My husband definitely knows something about big families.  He is one of 7 children.  His Dad wanted 10, but his Mom put a stop to things before it got to that point.  At the Off Broad Appetit event last Saturday we ran into one of his cousins who he hadn’t seen since they were very young.  We got to talking with one of the chefs, Jennifer Carroll, about how long it had been.  When she asked why his cousin put it perfectly.  She said something to the effect of, “Well, there are hundreds of us so it’s really hard to keep in touch with everybody.”  You heard that right – Mr. Mess has hundreds of cousins.  That’s what happens when your parents both came from large families and all of their brothers and sisters had large families of their own.

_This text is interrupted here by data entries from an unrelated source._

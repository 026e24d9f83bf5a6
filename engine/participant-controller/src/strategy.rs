//! Time-stepping strategies

use serde::{Deserialize, Serialize};
use std::fmt;

/// How a participant advances simulation time.
///
/// Selected once from configuration when the controller starts.
#[derive(Debug, Clone, Copy, Default, PartialEq, Eq, Serialize, Deserialize)]
pub enum TimeStepStrategy {
    /// Steps on every broadcast tick and acknowledges with `TickDone`
    #[default]
    TickDriven,
    /// Requests its own quanta and steps on each grant addressed to it
    QuantumDriven,
    /// Steps on every broadcast tick without acknowledging it
    QuantumPassive,
}

impl TimeStepStrategy {
    /// Whether broadcast ticks advance this participant
    pub fn accepts_ticks(&self) -> bool {
        matches!(self, TimeStepStrategy::TickDriven | TimeStepStrategy::QuantumPassive)
    }

    /// Whether quantum grants advance this participant
    pub fn accepts_grants(&self) -> bool {
        matches!(self, TimeStepStrategy::QuantumDriven)
    }

    pub fn requests_steps(&self) -> bool {
        matches!(self, TimeStepStrategy::QuantumDriven)
    }
}

impl fmt::Display for TimeStepStrategy {
    fn fmt(&self, f: &mut fmt::Formatter<'_>) -> fmt::Result {
        let name = match self {
            TimeStepStrategy::TickDriven => "TickDriven",
            TimeStepStrategy::QuantumDriven => "QuantumDriven",
            TimeStepStrategy::QuantumPassive => "QuantumPassive",
        };
        f.write_str(name)
    }
}
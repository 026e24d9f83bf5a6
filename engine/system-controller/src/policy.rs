// Coordinator policy: which commands follow a system state change

use orchestration_types::SystemState;

/// Next step the coordinator takes for an observed system state
#[derive(Debug, Clone, PartialEq, Eq)]
pub enum CoordinatorAction {
    /// Send `Initialize` to every required participant
    InitializeAll,
    /// Broadcast `Run` and start time stepping
    Run,
    /// Broadcast `Stop`
    Stop,
    /// Broadcast `Shutdown`
    Shutdown,
    /// Broadcast `Stop` followed by `Shutdown`
    StopAndShutdown,
    /// Simulation is over
    Finish,
}

/// Maps system states to coordinator actions, acting once per state
#[derive(Debug, Default)]
pub struct CoordinatorPolicy {
    initialized: bool,
    running: bool,
    stop_requested: bool,
    shutting_down: bool,
    finished: bool,
}

impl CoordinatorPolicy {
    pub fn new() -> Self {
        Self::default()
    }

    pub fn on_system_state(&mut self, state: SystemState) -> Option<CoordinatorAction> {
        let action = match state {
            SystemState::ServicesCreated if !self.initialized => {
                self.initialized = true;
                CoordinatorAction::InitializeAll
            }
            SystemState::ReadyToRun if !self.running => {
                self.running = true;
                CoordinatorAction::Run
            }
            SystemState::Stopped if !self.shutting_down => {
                self.shutting_down = true;
                CoordinatorAction::Shutdown
            }
            SystemState::Error if !self.shutting_down => {
                self.shutting_down = true;
                CoordinatorAction::StopAndShutdown
            }
            SystemState::Shutdown | SystemState::Aborting if !self.finished => {
                self.finished = true;
                CoordinatorAction::Finish
            }
            _ => return None,
        };
        tracing::debug!(%state, ?action, "Coordinator policy decision");
        Some(action)
    }

    /// Request a stop once time stepping is done
    pub fn on_stepping_finished(&mut self) -> Option<CoordinatorAction> {
        if !self.running || self.stop_requested || self.shutting_down {
            return None;
        }
        self.stop_requested = true;
        Some(CoordinatorAction::Stop)
    }

    pub fn is_finished(&self) -> bool {
        self.finished
    }
}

My extended family isn’t quite that large, but we aren’t small by anyone’s standards.  My Mom has 3 brothers and my Dad has 2.  They all have multiple children (in the range of 2-4 each) and some of those kids have started having kids of their own.  My family is a constant, very important part of my life.  I grew up spending a lot of time with my cousins.  I saw most of them several times a week in church.  They came over to my house or vice versa all of the time.  We spent every holiday together.  We also regularly saw the family members who didn’t go to church with us.  In fact, for several years we had a weekly dinner at my grandma’s house with my aunts, uncles, cousins, Dad, sister, and various other family members from that side.  My Mom and brother even went so far as to spend some time in Guyana, South America when my uncle and his family were living there as missionaries.

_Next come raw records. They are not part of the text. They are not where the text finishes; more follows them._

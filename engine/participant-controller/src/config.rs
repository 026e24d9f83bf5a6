//! Configuration for a ParticipantController

use crate::error::ConfigError;
use crate::metrics::saturating_nanos;
use crate::strategy::TimeStepStrategy;
use crate::{DEFAULT_PERFORMANCE_LOG_INTERVAL_STEPS, DEFAULT_PERIOD_NS};
use serde::{Deserialize, Serialize};
use std::path::Path;
use std::time::Duration;

/// Configuration for a single participant
#[derive(Debug, Clone, Serialize, Deserialize)]
pub struct ParticipantConfig {
    /// Participant name, unique within a simulation
    pub name: String,

    /// How simulation time is advanced
    pub time_step: TimeStepStrategy,

    /// When step-completion messages are sent
    pub sync_policy: SyncPolicy,

    /// Quantum length requested per cycle in nanoseconds (default: 1ms)
    pub period_ns: u64,

    /// Step performance monitoring
    pub performance: PerformanceConfig,
}

/// Delivery discipline for `TickDone` and `QuantumRequest`
#[derive(Debug, Clone, Copy, Default, PartialEq, Eq, Serialize, Deserialize)]
pub enum SyncPolicy {
    /// Send as soon as the step completes
    #[default]
    Loose,
    /// Send once every earlier outbound message has been delivered
    Strict,
}

/// Performance-related configuration
#[derive(Debug, Clone, Default, Serialize, Deserialize)]
pub struct PerformanceConfig {
    /// Warn when a single step exceeds this many milliseconds
    pub exec_time_limit_soft_ms: Option<u64>,

    /// Log step statistics every N steps (0 disables)
    pub log_interval_steps: u64,
}

impl Default for ParticipantConfig {
    fn default() -> Self {
        Self {
            name: String::new(),
            time_step: TimeStepStrategy::default(),
            sync_policy: SyncPolicy::default(),
            period_ns: DEFAULT_PERIOD_NS,
            performance: PerformanceConfig {
                exec_time_limit_soft_ms: None,
                log_interval_steps: DEFAULT_PERFORMANCE_LOG_INTERVAL_STEPS,
            },
        }
    }
}

impl ParticipantConfig {
    pub fn new(name: impl Into<String>, time_step: TimeStepStrategy) -> Self {
        Self { name: name.into(), time_step, ..Default::default() }
    }

    pub fn with_sync_policy(mut self, sync_policy: SyncPolicy) -> Self {
        self.sync_policy = sync_policy;
        self
    }

    /// Periods beyond `u64::MAX` nanoseconds are clamped
    pub fn with_period(mut self, period: Duration) -> Self {
        self.period_ns = saturating_nanos(period);
        self
    }

    /// Get period as Duration
    pub fn period(&self) -> Duration {
        Duration::from_nanos(self.period_ns)
    }

    /// Get soft execution time limit as Duration
    pub fn exec_time_limit_soft(&self) -> Option<Duration> {
        self.performance.exec_time_limit_soft_ms.map(Duration::from_millis)
    }

    pub fn validate(&self) -> Result<(), ConfigError> {
        if self.name.is_empty() {
            return Err(ConfigError::Invalid("participant name must not be empty".to_string()));
        }
        if self.time_step.requests_steps() && self.period_ns == 0 {
            return Err(ConfigError::Invalid(format!(
                "participant {} requests quanta but has a zero period",
                self.name
            )));
        }
        Ok(())
    }

    /// Load configuration from TOML file
    pub fn from_file(path: impl AsRef<Path>) -> Result<Self, ConfigError> {
        let content = std::fs::read_to_string(path)?;
        let config: ParticipantConfig = toml::from_str(&content)?;
        config.validate()?;
        Ok(config)
    }

    /// Save configuration to TOML file
    pub fn to_file(&self, path: impl AsRef<Path>) -> Result<(), ConfigError> {
        let content = toml::to_string_pretty(self)?;
        std::fs::write(path, content)?;
        Ok(())
    }
}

I think of my Mom as my best friend.  She is the most amazing woman I have ever met.  She is smart, beautiful, confident, and incredibly supportive.  She taught me to think through things using reason and logic but also my emotions.  She is courageous.  She is outgoing and sometimes very opinionated.  She is passionate about life and learning.  She is a wonderful musician and piano player.  Most of all, though, she is loving.  I want to be just like her.  Except for the kids part.

I don’t know the best way to explain why, but I will try.  Even as a little girl in my Pink Phase I wasn’t drawn to baby dolls and playing “Mommy.”  I enjoyed my EZ Bake oven (even though that thing makes horrible cupcakes).  I loved Play-Do, drawing, pretending to be a dog or horse, collecting rocks and climbing trees, but I wasn’t interested in feeding or burping a piece of plastic.  Changing diapers never sounded appealing.  I even hated babysitting (something my sister was drawn to and LOVED).  The closest I ever came to a maternal role is when I would play teacher with my friends and brother.  I would have them pretend to sit in desks while I taught them things or asked them questions.  That was really a last resort if it was a rainy day and we were bored with hide and seek.

As I continued to grow up I never felt any attraction to parenting.  I have always thought that puppies are way cuter and more interesting than babies.  Sorry folks!  I think your newborn looks like every other newborn… small, wrinkly, drooling, and unable to support it’s own abnormally large head.  I mean no offense – really.  I just don’t get the draw.  I don’t see any reason to have children.  I know that other people MUST have reasons…  I just don’t understand them.  I have tried.  I have asked.  Most people I have talked to say that it is some innate thing inside that drives them to want children.  I don’t have that thing.

I want to be an individual person who travels, can be spontaneous, reads books in the quiet, gets massages, and spends money on me and the things I like.  I want alone time.  I want to sleep for at least 8 hours a night, every night.  I like going to the bathroom all by myself (which apparently is a luxury once you have kids according to several people I know).  I want to be able to go to a nice restaurant without worrying about a babysitter.  I also want to be able to enjoy said restaurant without being disturbed by your screaming, food-throwing kid (yes, I support the no-kids-allowed movement).  That probably makes me self-centered – but at least I’m honest with myself and I know who I am.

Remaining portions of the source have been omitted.